Chapter#13

THIRTEEN

The Family Business

July 28, 2008

It’s nice to finally hear from you Big Brother after a short period of silence. Your reasons for not writing are more than valid. It’s perfectly okay. It must be terrible trying to concentrate with loud commotion all around you. I’m just glad you’re happy with what I’ve written because my intentions are nothing but good.

Yes. We’re “Brothers,” and nothing will ever change that fact. As for my health, I don’t want to worry you but it’s as good as can be expected. I’m on daily pain medication I don’t like taking. I get cortisone shots for pain in my neck/back, and go to the chiropractor when needed. Going to the gym with Liz helps keep me strong. Thanks for your concern, but let’s now remember a “Drastic Change” that happened to us when we were very young.

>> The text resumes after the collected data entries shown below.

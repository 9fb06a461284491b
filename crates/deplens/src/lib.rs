//! Deplens - dependency graph analysis for JavaScript/TypeScript projects.
//!
//! This crate provides the analysis core behind the deplens MCP server:
//!
//! - [`graph`] - the file import graph produced by an external scanner,
//!   plus pure queries over it (orphaned files, reverse dependencies,
//!   circular dependency detection, D3 export, report payloads)
//! - [`operations`] - a registry of long-running, cancellable,
//!   progress-reporting background tasks
//! - [`config`] - YAML configuration with environment overrides
//!
//! The import scanner itself is an external program; deplens consumes the
//! `dependency-graph.json` it writes.

#![forbid(unsafe_code)]

pub mod config;
pub mod error;
pub mod graph;
pub mod operations;

pub use error::{Error, Result};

Remember when our first jobs as Cartoon Critics suddenly ended without fair warning?! This “new gig” of ours would eventually lead-up to our family business being called Castro & Sons Gardening & Landscaping. Hearing we’d start working with our father that next Monday was not only surprising, it was upsetting because we really didn’t want to go. Getting-up each morning before the Rooster Crowed was nothing to get excited about.

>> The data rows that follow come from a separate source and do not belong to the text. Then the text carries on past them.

//! MCP tool implementations.
//!
//! This module contains the implementations for all MCP tools exposed by the
//! server. Query tools read the graph left by the last analysis of a project;
//! they never run the scanner themselves.

use crate::analysis::{Scanner, run_analysis};
use crate::context::{Project, ProjectRegistry};
use crate::error::{Error, Result};
use crate::models::{
    AnalysisStartedResponse, CancelOperationResponse, CircularDependenciesResponse,
    ForgetProjectResponse, GraphFormat, McpProject, OrphanedFilesResponse, WatchOperationResponse,
    parse_graph_format,
};
use crate::resources::{ProjectResource, StructureNode, project_structure};
use deplens::graph::{
    CircularDependencyReport, CycleEntry, D3Graph, DependencyGraph, FileDependencies, FileLookup,
    GraphAnalyzer, OrphanedFilesReport,
};
use deplens::operations::{OperationHandle, OperationManager, OperationStatus, StreamUpdate};
use futures::StreamExt;
use serde_json::{Value, json};
use std::collections::HashMap;
use std::path::Path;
use std::sync::Arc;
use std::time::Duration;
use tokio::sync::{Mutex, RwLock};

/// Default `watch_operation` timeout.
const DEFAULT_WATCH_TIMEOUT: Duration = Duration::from_secs(30);

/// Tool implementations for the deplens MCP server.
pub struct Tools {
    projects: Arc<RwLock<ProjectRegistry>>,
    operations: OperationManager,
    scanner: Arc<Scanner>,
    poll_interval: Duration,
    /// Analysis operations started per project id.
    analyses: Mutex<HashMap<String, Vec<String>>>,
}

impl Tools {
    /// Create a new Tools instance.
    pub fn new(
        projects: Arc<RwLock<ProjectRegistry>>,
        operations: OperationManager,
        scanner: Scanner,
        poll_interval: Duration,
    ) -> Self {
        Self {
            projects,
            operations,
            scanner: Arc::new(scanner),
            poll_interval,
            analyses: Mutex::new(HashMap::new()),
        }
    }

    async fn project(&self, project_id: &str) -> Result<Project> {
        self.projects.read().await.get(project_id).cloned()
    }

    /// Load the analyzed graph for a project.
    async fn load_graph(&self, project_id: &str) -> Result<(Project, DependencyGraph)> {
        let project = self.project(project_id).await?;
        let path = self.scanner.graph_path(&project);

        if !tokio::fs::try_exists(&path).await? {
            return Err(Error::NoAnalysis {
                project_id: project.id,
            });
        }

        let graph = DependencyGraph::load(&path).await?;
        Ok((project, graph))
    }

    // ========== Projects ==========

    /// List registered projects.
    pub async fn list_projects(&self) -> Vec<McpProject> {
        let projects = self.projects.read().await;
        projects.projects().iter().map(McpProject::from).collect()
    }

    /// Register a project directory.
    ///
    /// # Errors
    ///
    /// Returns an error if the path is not an existing directory.
    pub async fn add_project(&self, name: &str, path: &str) -> Result<McpProject> {
        let mut projects = self.projects.write().await;
        let project = projects.add_project(name, Path::new(path)).await?;
        Ok(McpProject::from(&project))
    }

    /// Unregister a project and delete its analysis output.
    ///
    /// Analyses of the project that are still running are cancelled first.
    ///
    /// # Errors
    ///
    /// Returns an error if the project is unknown.
    pub async fn forget_project(&self, project_id: &str) -> Result<ForgetProjectResponse> {
        let mut projects = self.projects.write().await;
        projects.get(project_id)?;

        let started = self
            .analyses
            .lock()
            .await
            .remove(project_id)
            .unwrap_or_default();
        let cancelled_operations: Vec<String> = started
            .into_iter()
            .filter(|id| self.operations.cancel_operation(id))
            .collect();
        if !cancelled_operations.is_empty() {
            tracing::info!(
                project_id,
                cancelled = cancelled_operations.len(),
                "Cancelled running analyses of forgotten project"
            );
        }

        let project = projects.forget_project(project_id).await?;
        Ok(ForgetProjectResponse {
            project: McpProject::from(&project),
            message: format!("Project {} removed", project.id),
            cancelled_operations,
        })
    }

    // ========== Analysis ==========

    /// Start a background analysis of a project.
    ///
    /// # Errors
    ///
    /// Returns an error if the project is unknown or the operation cannot be
    /// registered.
    pub async fn analyze_dependencies(
        &self,
        project_id: &str,
        exclude: Option<Vec<String>>,
    ) -> Result<AnalysisStartedResponse> {
        // Held until the operation is recorded, so forget_project sees it
        let projects = self.projects.read().await;
        let project = projects.get(project_id)?.clone();
        let operation = self.operations.create_operation(None, None)?;

        let scanner = Arc::clone(&self.scanner);
        let exclude = exclude.unwrap_or_default();
        let task_project = project.clone();
        self.operations
            .start_task(operation.id(), move |handle: OperationHandle| {
                run_analysis(scanner, task_project, exclude, handle)
            })?;

        {
            let mut analyses = self.analyses.lock().await;
            let started = analyses.entry(project.id.clone()).or_default();
            started.retain(|id| {
                self.operations
                    .get_status(id)
                    .is_ok_and(|status| !status.is_terminal())
            });
            started.push(operation.id().to_string());
        }
        drop(projects);

        tracing::info!(
            project_id = %project.id,
            operation_id = %operation.id(),
            "Analysis requested"
        );
        Ok(AnalysisStartedResponse {
            operation_id: operation.id().to_string(),
            correlation_id: operation.correlation_id().to_string(),
            project_id: project.id,
        })
    }

    /// The analyzed graph, as the raw map or D3 nodes and links.
    ///
    /// # Errors
    ///
    /// Returns an error for an unknown project or format, or when the
    /// project has not been analyzed.
    pub async fn get_dependency_graph(
        &self,
        project_id: &str,
        format: Option<&str>,
    ) -> Result<Value> {
        let format = parse_graph_format(format)?;
        let (_, graph) = self.load_graph(project_id).await?;

        let value = match format {
            GraphFormat::Json => serde_json::to_value(&graph)?,
            GraphFormat::D3 => serde_json::to_value(D3Graph::from(&graph))?,
        };
        Ok(value)
    }

    /// Find orphaned files and write `orphaned_files.json`.
    ///
    /// # Errors
    ///
    /// Returns an error for an unknown or unanalyzed project, an invalid
    /// pattern, or a failed report write.
    pub async fn find_orphaned_files(
        &self,
        project_id: &str,
        exclude_patterns: Option<Vec<String>>,
    ) -> Result<OrphanedFilesResponse> {
        let (project, graph) = self.load_graph(project_id).await?;
        let orphans =
            GraphAnalyzer::new(&graph).orphaned_files(&exclude_patterns.unwrap_or_default())?;

        let report = OrphanedFilesReport::new(&orphans);
        report.write_to(&project.analysis_dir).await?;

        Ok(OrphanedFilesResponse {
            count: report.orphaned_files.len(),
            total_files: graph.len(),
            orphaned_files: report.orphaned_files,
        })
    }

    /// Detect circular dependencies and write `circular_dependencies.json`.
    ///
    /// # Errors
    ///
    /// Returns an error for an unknown or unanalyzed project, a blank module
    /// filter, or a failed report write.
    pub async fn check_circular_dependencies(
        &self,
        project_id: &str,
        module: Option<String>,
    ) -> Result<CircularDependenciesResponse> {
        let (project, graph) = self.load_graph(project_id).await?;
        let cycles = GraphAnalyzer::new(&graph).detect_cycles(module.as_deref())?;

        let report = CircularDependencyReport::new(&cycles);
        report.write_to(&project.analysis_dir).await?;

        let circular_dependencies: Vec<CycleEntry> = report.circular_dependencies;
        Ok(CircularDependenciesResponse {
            count: circular_dependencies.len(),
            circular_dependencies,
            module_filter: module,
        })
    }

    /// Imports and importers of one file.
    ///
    /// # Errors
    ///
    /// Returns an error for an unknown or unanalyzed project, or a path that
    /// matches no file.
    pub async fn get_file_dependencies(
        &self,
        project_id: &str,
        file_path: &str,
    ) -> Result<FileLookup> {
        let (_, graph) = self.load_graph(project_id).await?;
        Ok(GraphAnalyzer::new(&graph).file_dependencies(file_path)?)
    }

    /// Imports and importers of every file named `component_name`.
    ///
    /// # Errors
    ///
    /// Returns an error for an unknown or unanalyzed project, or a name that
    /// matches no file.
    pub async fn get_component_dependencies(
        &self,
        project_id: &str,
        component_name: &str,
    ) -> Result<Vec<FileDependencies>> {
        let (_, graph) = self.load_graph(project_id).await?;
        Ok(GraphAnalyzer::new(&graph).component_dependencies(component_name)?)
    }

    /// Directory tree of a project.
    ///
    /// # Errors
    ///
    /// Returns an error if the project is unknown.
    pub async fn project_structure(&self, project_id: &str) -> Result<StructureNode> {
        let project = self.project(project_id).await?;
        tokio::task::spawn_blocking(move || project_structure(&project.path, &project.id))
            .await
            .map_err(|e| Error::Io(std::io::Error::other(e)))
    }

    // ========== Resources ==========

    /// Read a `project://` resource as pretty JSON.
    ///
    /// # Errors
    ///
    /// Returns an error for a malformed URI, or whatever the underlying
    /// query returns.
    pub async fn read_resource(&self, uri: &str) -> Result<String> {
        let value = match ProjectResource::parse(uri)? {
            ProjectResource::Structure { project_id } => {
                let structure = self.project_structure(&project_id).await?;
                json!({ "structure": structure })
            }
            ProjectResource::Dependencies { project_id } => {
                self.get_dependency_graph(&project_id, None).await?
            }
            ProjectResource::FileDependencies {
                project_id,
                file_path,
            } => serde_json::to_value(self.get_file_dependencies(&project_id, &file_path).await?)?,
            ProjectResource::ComponentDependencies {
                project_id,
                component_name,
            } => serde_json::to_value(
                self.get_component_dependencies(&project_id, &component_name)
                    .await?,
            )?,
        };
        Ok(serde_json::to_string_pretty(&value)?)
    }

    /// Registered projects, for resource listing.
    pub async fn projects(&self) -> Vec<Project> {
        self.projects.read().await.projects().to_vec()
    }

    // ========== Operations ==========

    /// Status of one operation.
    ///
    /// # Errors
    ///
    /// Returns an error for an unknown or evicted operation.
    pub fn operation_status(&self, operation_id: &str) -> Result<OperationStatus> {
        Ok(self.operations.get_status(operation_id)?)
    }

    /// Cancel an operation. Unknown ids report `cancelled: false`.
    #[must_use]
    pub fn cancel_operation(&self, operation_id: &str) -> CancelOperationResponse {
        CancelOperationResponse {
            operation_id: operation_id.to_string(),
            cancelled: self.operations.cancel_operation(operation_id),
        }
    }

    /// All tracked operations, oldest first.
    ///
    /// # Errors
    ///
    /// Returns an error if the operation registry is unusable.
    pub fn list_operations(&self) -> Result<Vec<OperationStatus>> {
        Ok(self.operations.list_operations()?)
    }

    /// Collect status updates until the operation finishes or `timeout_secs`
    /// elapses.
    ///
    /// # Errors
    ///
    /// Returns an error for an unknown or evicted operation.
    pub async fn watch_operation(
        &self,
        operation_id: &str,
        timeout_secs: Option<u64>,
    ) -> Result<WatchOperationResponse> {
        // Fail fast on unknown ids instead of returning an empty update list
        self.operations.get_status(operation_id)?;

        let timeout = timeout_secs.map_or(DEFAULT_WATCH_TIMEOUT, Duration::from_secs);
        let mut stream = Box::pin(self.operations.stream_updates(operation_id, self.poll_interval));
        let mut updates: Vec<StreamUpdate> = Vec::new();

        let finished = tokio::time::timeout(timeout, async {
            while let Some(update) = stream.next().await {
                updates.push(update);
            }
        })
        .await;

        Ok(WatchOperationResponse {
            timed_out: finished.is_err(),
            updates,
        })
    }
}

But if I remember correctly, “You” started your One-year Apprenticeship the summer before I did! Our mother just felt I was too young. So you see, it was our mother’s “Intervention” that kept me home Cartoon Critiquing for one more year. Needless to say you weren’t pleased with this decision one bit.

When first hearing I’d been “Reprieve, I remember how your left eye lid suddenly shut about half way, and it kept quivering with this silent anger. So I knew how upset you were with me without you even saying a single word. I was torn, but happy I could now pick all the cartoons that “I wanted to see!” Then something happened that changed the happy mood of our house. When you finally returned home as the sun was quickly falling from the sky, you looked at me, and you more upset than when you’d left that morning. Your face, hands, and clothes were completely covered with dirt and grass stains. From the time you walked in the door I could smell this strong stench of “Stale Grass and Gasoline.” You were exhausted, and very cranky.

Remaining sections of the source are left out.